Suffering one of California's highest pet-kill rates is reason enough to become its first government agency to share a shelter with a private sterilization clinic, Stanislaus County supervisors decided Tuesday on a split vote.
With board chairman Jim DeMartini dissenting, the 4-1 majority overruled objections by some private veterinarians and agreed to lease space in the county's future animal shelter to a nonprofit group providing spay and neuter services to low- income pet owners.
"I strongly don't feel we are competing with private industry here," said Supervisor Jeff Grover.
The nonprofit will charge as little as $30 for cats and $50 for dogs, depending on the owner's income and the pet's gender and size, according to a contract approved Tuesday. New offers of help rolling in from area veterinarians could allow the nonprofit to fix animals for free for some people, said Michael O'Brien. He will run the clinic for SAVED, or Stanislaus Area Veterinarians for the Economically Disadvantaged.
Tuesday's action paves the way for a groundbreaking ceremony in a few weeks near the county jail west of Ceres on Crows Landing Road. The 333,000-square-foot shelter, of which 1,635 square feet will be leased at no cost to SAVED, is expected to cost $8.2 million. (Editor's note: An earlier version of the story incorrectly stated the overall square footage of the building.)
"We're replacing an obsolete, disease-ridden shelter with something modern," said DeMartini, who sided with the other supervisors on that vote. He referred to the deteriorating pound on Finch Road, which probably will be offered for sale to other animal groups.
Joining the county to build the new facility are Modesto, Ceres, Patterson, Waterford and Hughson. Riverbank, Oakdale, Turlock and Newman use other shelters.

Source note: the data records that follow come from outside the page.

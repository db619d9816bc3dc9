use std::collections::HashMap;
use std::fs;
use std::io::{self, Write};
use std::path::{Path, PathBuf};

use tempfile::NamedTempFile;
use thiserror::Error;
use tracing::debug;

#[derive(Debug, Error)]
pub enum StorageError {
    #[error("failed to read key {key}")]
    Read {
        key: String,
        #[source]
        source: io::Error,
    },

    #[error("failed to write key {key}")]
    Write {
        key: String,
        #[source]
        source: io::Error,
    },

    #[error("failed to serialize value for key {key}")]
    Serialize {
        key: String,
        #[source]
        source: serde_json::Error,
    },

    #[error("malformed value stored under key {key}")]
    Deserialize {
        key: String,
        #[source]
        source: serde_json::Error,
    },
}

/// String key-value storage. Values are opaque blobs; a `set_item` replaces
/// whatever was stored under the key before.
pub trait KeyValueStore {
    fn get_item(&self, key: &str) -> Result<Option<String>, StorageError>;

    fn set_item(&mut self, key: &str, value: &str) -> Result<(), StorageError>;
}

/// Keeps each key in its own `<key>.json` file under `data_dir`.
#[derive(Debug)]
pub struct FileStore {
    data_dir: PathBuf,
}

impl FileStore {
    #[tracing::instrument(skip(data_dir))]
    pub fn open(data_dir: &Path) -> io::Result<Self> {
        fs::create_dir_all(data_dir)?;
        debug!(data_dir = %data_dir.display(), "opened file store");
        Ok(Self {
            data_dir: data_dir.to_path_buf(),
        })
    }

    pub fn path_for(&self, key: &str) -> PathBuf {
        self.data_dir.join(format!("{key}.json"))
    }
}

impl KeyValueStore for FileStore {
    fn get_item(&self, key: &str) -> Result<Option<String>, StorageError> {
        let path = self.path_for(key);
        match fs::read_to_string(&path) {
            Ok(data) => {
                debug!(file = %path.display(), bytes = data.len(), "read item");
                Ok(Some(data))
            }
            Err(err) if err.kind() == io::ErrorKind::NotFound => Ok(None),
            Err(source) => Err(StorageError::Read {
                key: key.to_string(),
                source,
            }),
        }
    }

    fn set_item(&mut self, key: &str, value: &str) -> Result<(), StorageError> {
        let path = self.path_for(key);
        write_atomic(&path, value).map_err(|source| StorageError::Write {
            key: key.to_string(),
            source,
        })?;
        debug!(file = %path.display(), bytes = value.len(), "wrote item");
        Ok(())
    }
}

fn write_atomic(path: &Path, value: &str) -> io::Result<()> {
    let dir = path.parent().unwrap_or_else(|| Path::new("."));
    let mut temp = NamedTempFile::new_in(dir)?;
    temp.write_all(value.as_bytes())?;
    temp.flush()?;
    temp.persist(path).map_err(|err| err.error)?;
    Ok(())
}

#[derive(Debug, Default, Clone)]
pub struct MemoryStore {
    items: HashMap<String, String>,
}

impl MemoryStore {
    pub fn new() -> Self {
        Self::default()
    }
}

impl KeyValueStore for MemoryStore {
    fn get_item(&self, key: &str) -> Result<Option<String>, StorageError> {
        Ok(self.items.get(key).cloned())
    }

    fn set_item(&mut self, key: &str, value: &str) -> Result<(), StorageError> {
        self.items.insert(key.to_string(), value.to_string());
        Ok(())
    }
}

#[cfg(test)]
mod tests {
    use super::*;
    use tempfile::tempdir;

    #[test]
    fn missing_key_reads_as_none() {
        let dir = tempdir().unwrap();
        let store = FileStore::open(dir.path()).unwrap();
        assert!(store.get_item("tasks").unwrap().is_none());
    }

    #[test]
    fn set_item_overwrites_previous_value() {
        let dir = tempdir().unwrap();
        let mut store = FileStore::open(dir.path()).unwrap();

        store.set_item("tasks", "[1]").unwrap();
        store.set_item("tasks", "[]").unwrap();

        assert_eq!(store.get_item("tasks").unwrap().as_deref(), Some("[]"));
        assert!(store.path_for("tasks").ends_with("tasks.json"));
    }

    #[test]
    fn open_creates_nested_data_dir() {
        let dir = tempdir().unwrap();
        let nested = dir.path().join("a").join("b");
        let mut store = FileStore::open(&nested).unwrap();
        store.set_item("k", "v").unwrap();
        assert!(nested.join("k.json").exists());
    }

    #[test]
    fn unreadable_key_reports_read_error() {
        let dir = tempdir().unwrap();
        let store = FileStore::open(dir.path()).unwrap();
        // A directory where the file should be cannot be read as a string.
        fs::create_dir(store.path_for("tasks")).unwrap();

        let err = store.get_item("tasks").unwrap_err();
        assert!(matches!(err, StorageError::Read { ref key, .. } if key == "tasks"));
    }

    #[test]
    fn memory_store_keeps_keys_apart() {
        let mut store = MemoryStore::new();
        store.set_item("a", "1").unwrap();
        store.set_item("b", "2").unwrap();
        assert_eq!(store.get_item("a").unwrap().as_deref(), Some("1"));
        assert_eq!(store.get_item("b").unwrap().as_deref(), Some("2"));
        assert!(store.get_item("c").unwrap().is_none());
    }
}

But DeMartini split from his colleagues on the alteration clinic, saying it "undermines veterinarians" who are making admirable progress on low-cost sterilizations without government help.
A dozen animal hospitals throughout the county are on track to perform 9,000 such surgeries in the first year of a collaboration called Project X, said Susan End of Village Oak Veterinary Hospital. In about four months, they've done nearly 3,000, the threshold set for SAVED's first year, End said.

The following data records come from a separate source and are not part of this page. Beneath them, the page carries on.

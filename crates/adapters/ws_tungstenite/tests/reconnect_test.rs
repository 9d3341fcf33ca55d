// Integration tests for `ReconnectingTransport` against a local
// WebSocket server.

use std::time::Duration;

use futures_util::SinkExt;
use serde_json::json;
use tokio::net::{TcpListener, TcpStream};
use tokio_tungstenite::tungstenite::Message;
use tokio_tungstenite::{WebSocketStream, accept_async};
use url::Url;

use airhub_adapter_ws_tungstenite::ReconnectingTransport;
use airhub_app::ports::telemetry::{TelemetryConnector, TelemetryStream, TransportEvent};
use airhub_domain::snapshot::ConnectionStatus;

// ── Helpers ─────────────────────────────────────────────────────────

async fn bind() -> (TcpListener, Url) {
    let listener = TcpListener::bind("127.0.0.1:0").await.unwrap();
    let addr = listener.local_addr().unwrap();
    let url = Url::parse(&format!("ws://{addr}/ws")).unwrap();
    (listener, url)
}

async fn accept(listener: &TcpListener) -> WebSocketStream<TcpStream> {
    let (socket, _) = listener.accept().await.unwrap();
    accept_async(socket).await.unwrap()
}

fn sensor_frame(temperature: f64) -> Message {
    Message::text(
        json!({
            "type": "sensor_update",
            "data": {
                "temperature": temperature,
                "humidity": 48.0,
                "dust_density": 33.0,
                "air_value": 120.0,
                "aqi": 50
            }
        })
        .to_string(),
    )
}

async fn next(stream: &mut TelemetryStream) -> TransportEvent {
    tokio::time::timeout(Duration::from_secs(5), stream.next_event())
        .await
        .expect("timed out waiting for event")
        .expect("stream ended unexpectedly")
}

fn transport(url: Url) -> ReconnectingTransport {
    ReconnectingTransport::new(url).with_reconnect_delay(Duration::from_millis(50))
}

// ── Tests ───────────────────────────────────────────────────────────

#[tokio::test]
async fn should_report_connected_then_stream_snapshots() {
    let (listener, url) = bind().await;
    let mut stream = transport(url).open().await.unwrap();

    let mut server = accept(&listener).await;
    assert_eq!(
        next(&mut stream).await,
        TransportEvent::Status(ConnectionStatus::Connected)
    );

    server.send(sensor_frame(29.5)).await.unwrap();
    match next(&mut stream).await {
        TransportEvent::Snapshot(snap) => {
            assert_eq!(snap.temperature, 29.5);
            assert_eq!(snap.pm25, 33.0);
            assert!(!snap.gas_detected);
        }
        other => panic!("expected snapshot, got {other:?}"),
    }
}

#[tokio::test]
async fn should_reconnect_after_server_drop() {
    let (listener, url) = bind().await;
    let mut stream = transport(url).open().await.unwrap();

    let server = accept(&listener).await;
    assert_eq!(
        next(&mut stream).await,
        TransportEvent::Status(ConnectionStatus::Connected)
    );

    // Kill the connection; the client reports the drop once, then comes
    // back on its own after the reconnect delay.
    drop(server);
    assert_eq!(
        next(&mut stream).await,
        TransportEvent::Status(ConnectionStatus::Disconnected)
    );

    let mut server = accept(&listener).await;
    assert_eq!(
        next(&mut stream).await,
        TransportEvent::Status(ConnectionStatus::Connected)
    );

    server.send(sensor_frame(31.0)).await.unwrap();
    match next(&mut stream).await {
        TransportEvent::Snapshot(snap) => assert_eq!(snap.temperature, 31.0),
        other => panic!("expected snapshot, got {other:?}"),
    }
}

#[tokio::test]
async fn should_skip_malformed_frames_without_dropping_connection() {
    let (listener, url) = bind().await;
    let mut stream = transport(url).open().await.unwrap();

    let mut server = accept(&listener).await;
    assert_eq!(
        next(&mut stream).await,
        TransportEvent::Status(ConnectionStatus::Connected)
    );

    server.send(Message::text("not json")).await.unwrap();
    server
        .send(Message::text(r#"{"type": "heartbeat", "data": {}}"#))
        .await
        .unwrap();
    server.send(sensor_frame(29.5)).await.unwrap();

    // Only the well-formed sensor_update makes it through.
    match next(&mut stream).await {
        TransportEvent::Snapshot(snap) => assert_eq!(snap.temperature, 29.5),
        other => panic!("expected snapshot, got {other:?}"),
    }
}

#[tokio::test]
async fn should_not_reconnect_when_closed_during_pending_delay() {
    let (listener, url) = bind().await;
    let mut stream = ReconnectingTransport::new(url)
        .with_reconnect_delay(Duration::from_millis(200))
        .open()
        .await
        .unwrap();

    let server = accept(&listener).await;
    assert_eq!(
        next(&mut stream).await,
        TransportEvent::Status(ConnectionStatus::Connected)
    );

    drop(server);
    assert_eq!(
        next(&mut stream).await,
        TransportEvent::Status(ConnectionStatus::Disconnected)
    );

    // Close while the reconnect sleep is still pending; the retry must
    // never happen.
    stream.close();
    let reconnected = tokio::time::timeout(Duration::from_millis(600), listener.accept()).await;
    assert!(reconnected.is_err(), "transport reconnected after close");
}

#[tokio::test]
async fn should_end_stream_after_close() {
    let (listener, url) = bind().await;
    let mut stream = transport(url).open().await.unwrap();

    let _server = accept(&listener).await;
    assert_eq!(
        next(&mut stream).await,
        TransportEvent::Status(ConnectionStatus::Connected)
    );

    stream.close();
    // close is idempotent
    stream.close();

    let ended = tokio::time::timeout(Duration::from_secs(5), async {
        while stream.next_event().await.is_some() {}
    })
    .await;
    assert!(ended.is_ok(), "stream kept delivering after close");
}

"I'm not opposed to low-cost vet care being provided," End said. "I'm opposed to it being taxpayer-subsidized."
Paul Wallace, who owns a Newman animal hospital, said better enforcement of pet laws would help bring down numbers of unwanted animals.

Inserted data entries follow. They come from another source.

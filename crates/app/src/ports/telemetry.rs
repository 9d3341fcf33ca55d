//! Telemetry transport port — a duplex stream of snapshots and status.
//!
//! The connector owns reconnection: a single opened stream survives
//! connection drops internally and keeps delivering events until it is
//! closed. Closing is idempotent and ends the stream — no event is
//! observable afterwards.

use std::future::Future;

use tokio::sync::mpsc;
use tokio_util::sync::CancellationToken;

use airhub_domain::error::AirHubError;
use airhub_domain::snapshot::{ConnectionStatus, SensorSnapshot};

/// One event delivered by an open telemetry stream.
#[derive(Debug, Clone, PartialEq)]
pub enum TransportEvent {
    /// A normalized sensor reading.
    Snapshot(SensorSnapshot),
    /// A connectivity transition. Emitted on change only, never per retry.
    Status(ConnectionStatus),
}

/// An open telemetry stream: an event receiver plus its teardown handle.
///
/// Dropping the stream cancels the backing task, so an aborted consumer
/// cannot leak a connection.
#[derive(Debug)]
pub struct TelemetryStream {
    events: mpsc::Receiver<TransportEvent>,
    cancel: CancellationToken,
}

impl TelemetryStream {
    /// Assemble a stream from its channel half and cancellation token.
    /// Adapters call this; consumers only receive.
    #[must_use]
    pub fn new(events: mpsc::Receiver<TransportEvent>, cancel: CancellationToken) -> Self {
        Self { events, cancel }
    }

    /// Wait for the next event. Returns `None` once the stream has ended
    /// (closed, or the backing task gave up). Events still buffered when
    /// the stream is closed are discarded, not delivered.
    pub async fn next_event(&mut self) -> Option<TransportEvent> {
        tokio::select! {
            biased;
            () = self.cancel.cancelled() => None,
            event = self.events.recv() => event,
        }
    }

    /// Tear the stream down. Idempotent; cancels any pending reconnect in
    /// the backing task.
    pub fn close(&self) {
        self.cancel.cancel();
    }
}

impl Drop for TelemetryStream {
    fn drop(&mut self) {
        self.cancel.cancel();
    }
}

/// Factory for telemetry streams.
///
/// This is a **port** — the `ws_tungstenite` adapter provides the real
/// reconnecting WebSocket implementation; tests provide channel-backed
/// fakes.
pub trait TelemetryConnector: Send + Sync {
    /// Open a stream. The returned stream reconnects internally on drops;
    /// `open` itself only fails for unrecoverable setup problems (e.g. an
    /// invalid endpoint).
    fn open(&self) -> impl Future<Output = Result<TelemetryStream, AirHubError>> + Send;
}
//! # airhubd — airhub daemon
//!
//! Composition root that wires the adapters together and runs the
//! automation core against one station.
//!
//! ## Responsibilities
//! - Parse configuration (config file, env vars)
//! - Construct the HTTP control-plane client and the WebSocket connector
//! - Construct the state store, device directory, ingestor and engine
//! - Feed every published snapshot through the threshold engine
//! - Handle graceful shutdown (SIGINT)
//!
//! ## Dependency rule
//! This is the **only** crate that depends on all other crates.
//! It is the wiring layer — no domain logic belongs here.

mod config;

use std::sync::Arc;

use anyhow::Context;
use tokio::sync::broadcast;
use tracing_subscriber::EnvFilter;

use airhub_adapter_control_reqwest::RemoteControlPlane;
use airhub_adapter_ws_tungstenite::ReconnectingTransport;
use airhub_app::device_directory::DeviceDirectory;
use airhub_app::ingestor::{IngestorConfig, TelemetryIngestor};
use airhub_app::state_store::DeviceStateStore;
use airhub_app::threshold_engine::ThresholdEngine;

use crate::config::Config;

const STATE_CHANNEL_CAPACITY: usize = 256;

#[tokio::main]
async fn main() -> anyhow::Result<()> {
    let config = Config::load().context("loading configuration")?;
    tracing_subscriber::fmt()
        .with_env_filter(EnvFilter::new(&config.logging.filter))
        .init();

    // Adapters
    let control = Arc::new(
        RemoteControlPlane::new(config.base_url()?, config.station.id.clone())
            .context("building control-plane client")?,
    );
    let connector = Arc::new(
        ReconnectingTransport::new(config.ws_url()?)
            .with_reconnect_delay(config.reconnect_delay()),
    );

    // Core services
    let store = Arc::new(DeviceStateStore::new(STATE_CHANNEL_CAPACITY));
    let directory = DeviceDirectory::new(Arc::clone(&control), Arc::clone(&store));
    let mut engine = ThresholdEngine::new(Arc::clone(&store));

    match directory.refresh().await {
        Ok(descriptors) => {
            tracing::info!(devices = descriptors.len(), "device registry loaded");
            engine.set_registry(descriptors);
        }
        // The registry can be refreshed later; an empty one just means no
        // automation until the server is reachable.
        Err(err) => tracing::warn!(error = %err, "starting with an empty device registry"),
    }

    let mut ingestor = TelemetryIngestor::new(
        Arc::clone(&control),
        connector,
        IngestorConfig {
            simulation_interval: config.simulation_interval(),
            simulation_seed: config.telemetry.simulation_seed,
        },
    );
    let mut snapshots = ingestor.subscribe();
    let mode = config.telemetry_mode();
    ingestor.set_mode(mode).await;
    tracing::info!(station = %config.station.id, ?mode, "airhubd running");

    loop {
        tokio::select! {
            _ = tokio::signal::ctrl_c() => {
                tracing::info!("shutdown signal received");
                break;
            }
            snapshot = snapshots.recv() => match snapshot {
                Ok(snapshot) => {
                    let applied = engine.process(&snapshot);
                    if !applied.is_empty() {
                        tracing::debug!(changes = applied.len(), "automation applied");
                    }
                }
                Err(broadcast::error::RecvError::Lagged(missed)) => {
                    tracing::warn!(missed, "snapshot consumer lagged");
                }
                Err(broadcast::error::RecvError::Closed) => break,
            },
        }
    }

    ingestor.shutdown().await;
    tracing::info!("airhubd stopped");
    Ok(())
}
//! Sensor snapshot — one immutable, timestamped reading of all tracked
//! environmental metrics.
//!
//! A new snapshot always *replaces* the previous one; nothing ever mutates
//! a snapshot in place. Threshold rules are evaluated over consecutive
//! `(previous, current)` snapshot pairs.

use serde::{Deserialize, Serialize};

use crate::time::Timestamp;

/// One reading of every tracked environmental metric.
#[derive(Debug, Clone, PartialEq, Serialize, Deserialize)]
pub struct SensorSnapshot {
    /// Ambient temperature in °C.
    pub temperature: f64,
    /// Relative humidity in %.
    pub humidity: f64,
    /// Fine particulate density in µg/m³.
    pub pm25: f64,
    /// Whether combustible gas or smoke is currently detected.
    pub gas_detected: bool,
    /// Air-quality index.
    pub aqi: i64,
    /// When this reading was observed.
    pub observed_at: Timestamp,
}

impl SensorSnapshot {
    /// Build a snapshot observed now.
    #[must_use]
    pub fn new(temperature: f64, humidity: f64, pm25: f64, gas_detected: bool, aqi: i64) -> Self {
        Self {
            temperature,
            humidity,
            pm25,
            gas_detected,
            aqi,
            observed_at: crate::time::now(),
        }
    }

    /// Whether the two snapshots carry the same metric values,
    /// ignoring the observation time.
    #[must_use]
    pub fn same_readings(&self, other: &Self) -> bool {
        self.temperature == other.temperature
            && self.humidity == other.humidity
            && self.pm25 == other.pm25
            && self.gas_detected == other.gas_detected
            && self.aqi == other.aqi
    }
}

/// Connectivity of the live telemetry source.
///
/// Status reflects the last *completed* attempt; it does not flicker on
/// every retry of the reconnect loop.
#[derive(Debug, Clone, Copy, PartialEq, Eq, Serialize, Deserialize)]
#[serde(rename_all = "lowercase")]
pub enum ConnectionStatus {
    /// A fetch or stream message has succeeded.
    Connected,
    /// The last fetch failed or the stream dropped.
    Disconnected,
    /// No attempt has completed yet.
    Checking,
}

impl std::fmt::Display for ConnectionStatus {
    fn fmt(&self, f: &mut std::fmt::Formatter<'_>) -> std::fmt::Result {
        match self {
            Self::Connected => f.write_str("connected"),
            Self::Disconnected => f.write_str("disconnected"),
            Self::Checking => f.write_str("checking"),
        }
    }
}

O'Brien said he doesn't believe the clinic will take business from private practices, including his own at Maze Animal Hospital. He said Project X's founder, Turlock veterinarian Rob Santos, is interested in helping the SAVED clinic.
"As it plays out in the next few years, vets will not feel this is a bad deal," O'Brien predicted.
Supervisor Dick Monteith said curbing pet overpopulation will require the efforts of the clinic and Project X. The clinic "is just one more tool to put in our satchel," he said.
Leaders eventually will set up a citizen oversight committee to take quarterly reports from SAVED and to monitor progress.
The county euthanized 14,357 animals in the last fiscal year at a cost of nearly $1.7 million, despite spending $1 million on low-cost spay and neuter vouchers.